BEGIN

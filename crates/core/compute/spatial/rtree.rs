//! R*-tree index over service-area bounding boxes.
//!
//! Each area is stored once in an id map together with its canonical geometry
//! and payload, and contributes one or two boxes (two when it crosses the
//! antimeridian) to the tree. A lookup prunes with the tree and then refines
//! candidates with the exact geodesic predicate.
//!
//! # Example
//!
//! ```rust
//! use geofence::compute::geometry::build_multi_polygon;
//! use geofence::compute::spatial::AreaIndex;
//! use uuid::Uuid;
//!
//! let square = vec![vec![[0.0, 0.0], [1.0, 0.0], [1.0, 1.0], [0.0, 1.0]]];
//! let geometry = build_multi_polygon(&[square.as_slice()]).unwrap();
//!
//! let mut index = AreaIndex::new();
//! let id = Uuid::new_v4();
//! index.insert(id, geometry, "downtown");
//!
//! let hits = index.locate(0.5, 0.5);
//! assert_eq!(hits, vec![(id, "downtown")]);
//! assert!(index.locate(2.0, 2.0).is_empty());
//! ```

use super::envelope::{LngLatBox, area_envelopes};
use crate::compute::geometry::GeoMultiPolygon;
use rstar::{AABB, RTree};
use rustc_hash::FxHashMap;
use uuid::Uuid;

/// Bounding box of one area fragment in the R*-tree.
#[derive(Debug, Clone, PartialEq)]
pub struct IndexedEnvelope {
    pub min_lng: f64,
    pub min_lat: f64,
    pub max_lng: f64,
    pub max_lat: f64,
    pub id: Uuid,
}

impl IndexedEnvelope {
    fn new(bbox: LngLatBox, id: Uuid) -> Self {
        Self {
            min_lng: bbox.min_lng,
            min_lat: bbox.min_lat,
            max_lng: bbox.max_lng,
            max_lat: bbox.max_lat,
            id,
        }
    }
}

impl rstar::RTreeObject for IndexedEnvelope {
    type Envelope = AABB<[f64; 2]>;

    fn envelope(&self) -> Self::Envelope {
        AABB::from_corners([self.min_lng, self.min_lat], [self.max_lng, self.max_lat])
    }
}

#[derive(Debug, Clone)]
struct IndexedArea<T> {
    geometry: GeoMultiPolygon,
    payload: T,
    envelopes: Vec<IndexedEnvelope>,
}

/// Spatial index from area id to canonical geometry and payload.
#[derive(Debug)]
pub struct AreaIndex<T> {
    tree: RTree<IndexedEnvelope>,
    areas: FxHashMap<Uuid, IndexedArea<T>>,
}

impl<T> AreaIndex<T> {
    pub fn new() -> Self {
        Self {
            tree: RTree::new(),
            areas: FxHashMap::default(),
        }
    }

    /// Build an index in one pass with R*-tree bulk loading. A repeated id
    /// keeps its last entry.
    pub fn bulk_load(entries: impl IntoIterator<Item = (Uuid, GeoMultiPolygon, T)>) -> Self {
        let mut areas = FxHashMap::default();
        for (id, geometry, payload) in entries {
            let envelopes = area_envelopes(&geometry)
                .into_iter()
                .map(|bbox| IndexedEnvelope::new(bbox, id))
                .collect();
            areas.insert(
                id,
                IndexedArea {
                    geometry,
                    payload,
                    envelopes,
                },
            );
        }

        let boxes = areas
            .values()
            .flat_map(|area| area.envelopes.iter().cloned())
            .collect();

        Self {
            tree: RTree::bulk_load(boxes),
            areas,
        }
    }

    /// Index an area, replacing any entry already stored under `id`.
    pub fn insert(&mut self, id: Uuid, geometry: GeoMultiPolygon, payload: T) {
        self.remove(&id);

        let envelopes: Vec<_> = area_envelopes(&geometry)
            .into_iter()
            .map(|bbox| IndexedEnvelope::new(bbox, id))
            .collect();
        for envelope in &envelopes {
            self.tree.insert(envelope.clone());
        }

        self.areas.insert(
            id,
            IndexedArea {
                geometry,
                payload,
                envelopes,
            },
        );
    }

    /// Replace an area's geometry and payload. Same as [`AreaIndex::insert`].
    pub fn update(&mut self, id: Uuid, geometry: GeoMultiPolygon, payload: T) {
        self.insert(id, geometry, payload);
    }

    /// Remove an area, returning its geometry and payload if it was indexed.
    pub fn remove(&mut self, id: &Uuid) -> Option<(GeoMultiPolygon, T)> {
        let area = self.areas.remove(id)?;
        for envelope in &area.envelopes {
            self.tree.remove(envelope);
        }
        Some((area.geometry, area.payload))
    }

    pub fn contains_id(&self, id: &Uuid) -> bool {
        self.areas.contains_key(id)
    }

    /// Payload of an indexed area, for in-place edits that leave its
    /// geometry alone.
    pub fn payload_mut(&mut self, id: &Uuid) -> Option<&mut T> {
        self.areas.get_mut(id).map(|area| &mut area.payload)
    }

    /// Ids whose boxes contain the position. A superset of the true matches.
    pub fn candidates(&self, lng: f64, lat: f64) -> Vec<Uuid> {
        let mut ids: Vec<Uuid> = self
            .tree
            .locate_in_envelope_intersecting(&AABB::from_point([lng, lat]))
            .map(|entry| entry.id)
            .collect();

        // -180 and 180 are the same meridian.
        if lng == 180.0 || lng == -180.0 {
            ids.extend(
                self.tree
                    .locate_in_envelope_intersecting(&AABB::from_point([-lng, lat]))
                    .map(|entry| entry.id),
            );
        }

        ids.sort_unstable();
        ids.dedup();
        ids
    }

    /// Every `(id, payload)` whose area contains the position, boundary
    /// included, in id order.
    pub fn locate(&self, lng: f64, lat: f64) -> Vec<(Uuid, T)>
    where
        T: Clone,
    {
        self.candidates(lng, lat)
            .into_iter()
            .filter_map(|id| {
                let area = self.areas.get(&id)?;
                area.geometry
                    .contains(lng, lat)
                    .then(|| (id, area.payload.clone()))
            })
            .collect()
    }

    pub fn len(&self) -> usize {
        self.areas.len()
    }

    pub fn is_empty(&self) -> bool {
        self.areas.is_empty()
    }

    pub fn stats(&self) -> AreaIndexStats {
        AreaIndexStats {
            areas: self.areas.len(),
            envelopes: self.tree.size(),
        }
    }
}

impl<T> Default for AreaIndex<T> {
    fn default() -> Self {
        Self::new()
    }
}

/// Statistics about the area index.
#[derive(Debug, Clone, Copy, PartialEq, Eq, serde::Serialize)]
pub struct AreaIndexStats {
    /// Number of indexed areas
    pub areas: usize,
    /// Number of boxes in the R*-tree (antimeridian areas contribute two)
    pub envelopes: usize,
}

#[cfg(test)]
mod tests {
    use super::*;
    use crate::compute::geometry::build_multi_polygon;
    use proptest::prelude::*;
    use proptest::test_runner::Config;

    fn square(min_lng: f64, min_lat: f64, size: f64) -> GeoMultiPolygon {
        let ring = vec![vec![
            [min_lng, min_lat],
            [min_lng + size, min_lat],
            [min_lng + size, min_lat + size],
            [min_lng, min_lat + size],
        ]];
        build_multi_polygon(&[ring.as_slice()]).unwrap()
    }

    #[test]
    fn test_insert_and_locate() {
        let mut index = AreaIndex::new();
        let a = Uuid::new_v4();
        let b = Uuid::new_v4();
        index.insert(a, square(0.0, 0.0, 2.0), "a");
        index.insert(b, square(1.0, 1.0, 2.0), "b");

        assert_eq!(index.locate(0.5, 0.5), vec![(a, "a")]);
        assert_eq!(index.locate(2.5, 2.5), vec![(b, "b")]);

        let mut both: Vec<_> = index.locate(1.5, 1.5).into_iter().map(|(_, p)| p).collect();
        both.sort();
        assert_eq!(both, vec!["a", "b"]);

        assert!(index.locate(10.0, 10.0).is_empty());
    }

    #[test]
    fn test_candidates_are_refined() {
        let mut index = AreaIndex::new();
        let id = Uuid::new_v4();
        // Triangle: its box contains (0.9, 0.9) but the triangle does not.
        let triangle = vec![vec![[0.0, 0.0], [1.0, 0.0], [0.0, 1.0]]];
        index.insert(id, build_multi_polygon(&[triangle.as_slice()]).unwrap(), ());

        assert_eq!(index.candidates(0.9, 0.9), vec![id]);
        assert!(index.locate(0.9, 0.9).is_empty());
        assert_eq!(index.locate(0.2, 0.2).len(), 1);
    }

    #[test]
    fn test_update_replaces_geometry() {
        let mut index = AreaIndex::new();
        let id = Uuid::new_v4();
        index.insert(id, square(0.0, 0.0, 1.0), 1);
        index.update(id, square(10.0, 10.0, 1.0), 2);

        assert!(index.locate(0.5, 0.5).is_empty());
        assert_eq!(index.locate(10.5, 10.5), vec![(id, 2)]);
        assert_eq!(index.stats().areas, 1);
        assert_eq!(index.stats().envelopes, 1);
    }

    #[test]
    fn test_remove() {
        let mut index = AreaIndex::new();
        let id = Uuid::new_v4();
        index.insert(id, square(0.0, 0.0, 1.0), ());

        assert!(index.remove(&id).is_some());
        assert!(index.remove(&id).is_none());
        assert!(index.locate(0.5, 0.5).is_empty());
        assert!(index.is_empty());
        assert_eq!(index.stats().envelopes, 0);
    }

    #[test]
    fn test_antimeridian_area() {
        let mut index = AreaIndex::new();
        let id = Uuid::new_v4();
        let ring = vec![vec![[179.0, -1.0], [-179.0, -1.0], [-179.0, 1.0], [179.0, 1.0]]];
        index.insert(id, build_multi_polygon(&[ring.as_slice()]).unwrap(), ());

        assert_eq!(index.stats().envelopes, 2);
        assert_eq!(index.locate(179.5, 0.0).len(), 1);
        assert_eq!(index.locate(-179.5, 0.0).len(), 1);
        assert_eq!(index.locate(180.0, 0.0).len(), 1);
        assert_eq!(index.locate(-180.0, 0.0).len(), 1);
        assert!(index.locate(0.0, 0.0).is_empty());
    }

    #[test]
    fn test_antimeridian_mirror() {
        let mut index = AreaIndex::new();
        let id = Uuid::new_v4();
        index.insert(id, square(-180.0, 0.0, 5.0), ());
        assert_eq!(index.candidates(180.0, 2.0), vec![id]);
        assert_eq!(index.locate(180.0, 2.0).len(), 1);
    }

    #[test]
    fn test_polar_area() {
        let mut index = AreaIndex::new();
        let id = Uuid::new_v4();
        let ring = vec![vec![[0.0, 80.0], [90.0, 80.0], [180.0, 80.0], [-90.0, 80.0]]];
        index.insert(id, build_multi_polygon(&[ring.as_slice()]).unwrap(), ());

        assert_eq!(index.locate(0.0, 90.0).len(), 1);
        assert_eq!(index.locate(-135.0, 85.0).len(), 1);
        assert!(index.locate(0.0, 60.0).is_empty());
    }

    #[test]
    fn test_bulk_load_matches_inserts() {
        let ids: Vec<Uuid> = (0..50).map(|_| Uuid::new_v4()).collect();
        let index = AreaIndex::bulk_load(
            ids.iter()
                .enumerate()
                .map(|(i, id)| (*id, square(i as f64, 0.0, 0.5), i)),
        );

        assert_eq!(index.len(), 50);
        assert_eq!(index.locate(7.25, 0.25), vec![(ids[7], 7)]);
        assert!(index.locate(7.75, 0.25).is_empty());
    }

    #[test]
    fn test_payload_mut_keeps_geometry() {
        let mut index = AreaIndex::new();
        let id = Uuid::new_v4();
        index.insert(id, square(0.0, 0.0, 1.0), "old");

        *index.payload_mut(&id).unwrap() = "new";
        assert_eq!(index.locate(0.5, 0.5), vec![(id, "new")]);
        assert!(index.payload_mut(&Uuid::new_v4()).is_none());
    }

    fn wrap_lng(lng: f64) -> f64 {
        (lng + 180.0).rem_euclid(360.0) - 180.0
    }

    /// Lng/lat boxes (some crossing the antimeridian) and polar caps.
    fn random_ring() -> impl Strategy<Value = Vec<[f64; 2]>> {
        let lng_lat_box = (-180.0_f64..180.0, -85.0_f64..60.0, 0.5_f64..40.0, 0.5_f64..25.0)
            .prop_map(|(lng, lat, width, height)| {
                let east = wrap_lng(lng + width);
                vec![[lng, lat], [east, lat], [east, lat + height], [lng, lat + height]]
            });
        let polar_cap = (any::<bool>(), 55.0_f64..88.0, 3_usize..8, -180.0_f64..180.0)
            .prop_map(|(north, lat, sides, start)| {
                let lat = if north { lat } else { -lat };
                (0..sides)
                    .map(|k| [wrap_lng(start + 360.0 * k as f64 / sides as f64), lat])
                    .collect()
            });
        prop_oneof![3 => lng_lat_box, 1 => polar_cap]
    }

    proptest! {
        #![proptest_config(Config::with_cases(64))]

        #[test]
        fn locate_matches_full_scan(
            rings in prop::collection::vec(random_ring(), 1..40),
            extra in prop::collection::vec((-180.0_f64..=180.0, -90.0_f64..=90.0), 200),
        ) {
            let areas: Vec<(Uuid, GeoMultiPolygon)> = rings
                .iter()
                .map(|ring| {
                    let polygon = vec![ring.clone()];
                    (Uuid::new_v4(), build_multi_polygon(&[polygon.as_slice()]).unwrap())
                })
                .collect();

            let mut index = AreaIndex::new();
            for (id, geometry) in &areas {
                index.insert(*id, geometry.clone(), ());
            }

            let grid = (0..=48).flat_map(|i| {
                (0..=36).map(move |j| (-180.0 + 7.5 * f64::from(i), -90.0 + 5.0 * f64::from(j)))
            });
            for (lng, lat) in grid.chain(extra) {
                let mut expected: Vec<Uuid> = areas
                    .iter()
                    .filter(|(_, geometry)| geometry.contains(lng, lat))
                    .map(|(id, _)| *id)
                    .collect();
                expected.sort_unstable();

                let found: Vec<Uuid> = index.locate(lng, lat).into_iter().map(|(id, _)| id).collect();
                prop_assert_eq!(found, expected, "mismatch at ({}, {})", lng, lat);
            }
        }
    }
}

END

== What the exercise asks ==
Through the line that holds "and then refines", repeat the material above exactly, starting at its first line.

== Your solution ==
filename crates/core/compute/spatial/rtree.rs
//! R*-tree index over service-area bounding boxes.
//!
//! Each area is stored once in an id map together with its canonical geometry
//! and payload, and contributes one or two boxes (two when it crosses the
//! antimeridian) to the tree. A lookup prunes with the tree and then refines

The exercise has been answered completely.